Dataset entries ▸

[Start of Attachment]

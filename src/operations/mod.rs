pub mod offset;
pub mod query;
pub mod relax;
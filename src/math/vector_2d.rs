/// Guarded 2D vector helpers.
///
/// Every normalization in the crate goes through [`normalize`], which
/// returns `None` instead of producing NaN for near-zero input.
use super::{Vector2, TOLERANCE};

/// Returns the unit vector of `v`, or `None` if `|v| < TOLERANCE`.
#[must_use]
pub fn normalize(v: Vector2) -> Option<Vector2> {
    let len = v.norm();
    if len < TOLERANCE || !len.is_finite() {
        return None;
    }
    Some(v / len)
}

/// Rotates `v` by +90°: `(-v.y, v.x)`.
///
/// For a unit tangent this is the left-hand unit normal.
#[must_use]
pub fn left_normal(v: Vector2) -> Vector2 {
    Vector2::new(-v.y, v.x)
}

/// 2D cross product `a.x * b.y - a.y * b.x`.
///
/// Equals the projection of `b` onto the left normal of `a`.
#[must_use]
pub fn perp_dot(a: Vector2, b: Vector2) -> f64 {
    a.x * b.y - a.y * b.x
}

#[cfg(test)]
#[allow(clippy::unwrap_used)]
mod tests {
    use super::*;

    const TOL: f64 = 1e-12;

    #[test]
    fn normalize_3_4() {
        let n = normalize(Vector2::new(3.0, 4.0)).unwrap();
        assert!((n.x - 0.6).abs() < TOL);
        assert!((n.y - 0.8).abs() < TOL);
    }

    #[test]
    fn normalize_zero_is_none() {
        assert!(normalize(Vector2::zeros()).is_none());
        assert!(normalize(Vector2::new(1e-14, -1e-14)).is_none());
    }

    #[test]
    fn normalize_nan_is_none() {
        assert!(normalize(Vector2::new(f64::NAN, 1.0)).is_none());
    }

    #[test]
    fn left_normal_of_x_axis_is_y_axis() {
        let n = left_normal(Vector2::new(1.0, 0.0));
        assert!((n.x).abs() < TOL);
        assert!((n.y - 1.0).abs() < TOL);
    }

    #[test]
    fn perp_dot_matches_left_normal_projection() {
        let a = Vector2::new(0.6, 0.8);
        let b = Vector2::new(-2.0, 5.0);
        assert!((perp_dot(a, b) - left_normal(a).dot(&b)).abs() < TOL);
    }
}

[End of Attachment]

Activity ▸ Write out every line of the material again, exactly as it reads.

Solution ▸
filename src/operations/mod.rs
pub mod offset;
pub mod query;
pub mod relax;
filename src/math/vector_2d.rs
/// Guarded 2D vector helpers.
///
/// Every normalization in the crate goes through [`normalize`], which
/// returns `None` instead of producing NaN for near-zero input.
use super::{Vector2, TOLERANCE};

/// Returns the unit vector of `v`, or `None` if `|v| < TOLERANCE`.
#[must_use]
pub fn normalize(v: Vector2) -> Option<Vector2> {
    let len = v.norm();
    if len < TOLERANCE || !len.is_finite() {
        return None;
    }
    Some(v / len)
}

/// Rotates `v` by +90°: `(-v.y, v.x)`.
///
/// For a unit tangent this is the left-hand unit normal.
#[must_use]
pub fn left_normal(v: Vector2) -> Vector2 {
    Vector2::new(-v.y, v.x)
}

/// 2D cross product `a.x * b.y - a.y * b.x`.
///
/// Equals the projection of `b` onto the left normal of `a`.
#[must_use]
pub fn perp_dot(a: Vector2, b: Vector2) -> f64 {
    a.x * b.y - a.y * b.x
}

#[cfg(test)]
#[allow(clippy::unwrap_used)]
mod tests {
    use super::*;

    const TOL: f64 = 1e-12;

    #[test]
    fn normalize_3_4() {
        let n = normalize(Vector2::new(3.0, 4.0)).unwrap();
        assert!((n.x - 0.6).abs() < TOL);
        assert!((n.y - 0.8).abs() < TOL);
    }

    #[test]
    fn normalize_zero_is_none() {
        assert!(normalize(Vector2::zeros()).is_none());
        assert!(normalize(Vector2::new(1e-14, -1e-14)).is_none());
    }

    #[test]
    fn normalize_nan_is_none() {
        assert!(normalize(Vector2::new(f64::NAN, 1.0)).is_none());
    }

    #[test]
    fn left_normal_of_x_axis_is_y_axis() {
        let n = left_normal(Vector2::new(1.0, 0.0));
        assert!((n.x).abs() < TOL);
        assert!((n.y - 1.0).abs() < TOL);
    }

    #[test]
    fn perp_dot_matches_left_normal_projection() {
        let a = Vector2::new(0.6, 0.8);
        let b = Vector2::new(-2.0, 5.0);
        assert!((perp_dot(a, b) - left_normal(a).dot(&b)).abs() < TOL);
    }
}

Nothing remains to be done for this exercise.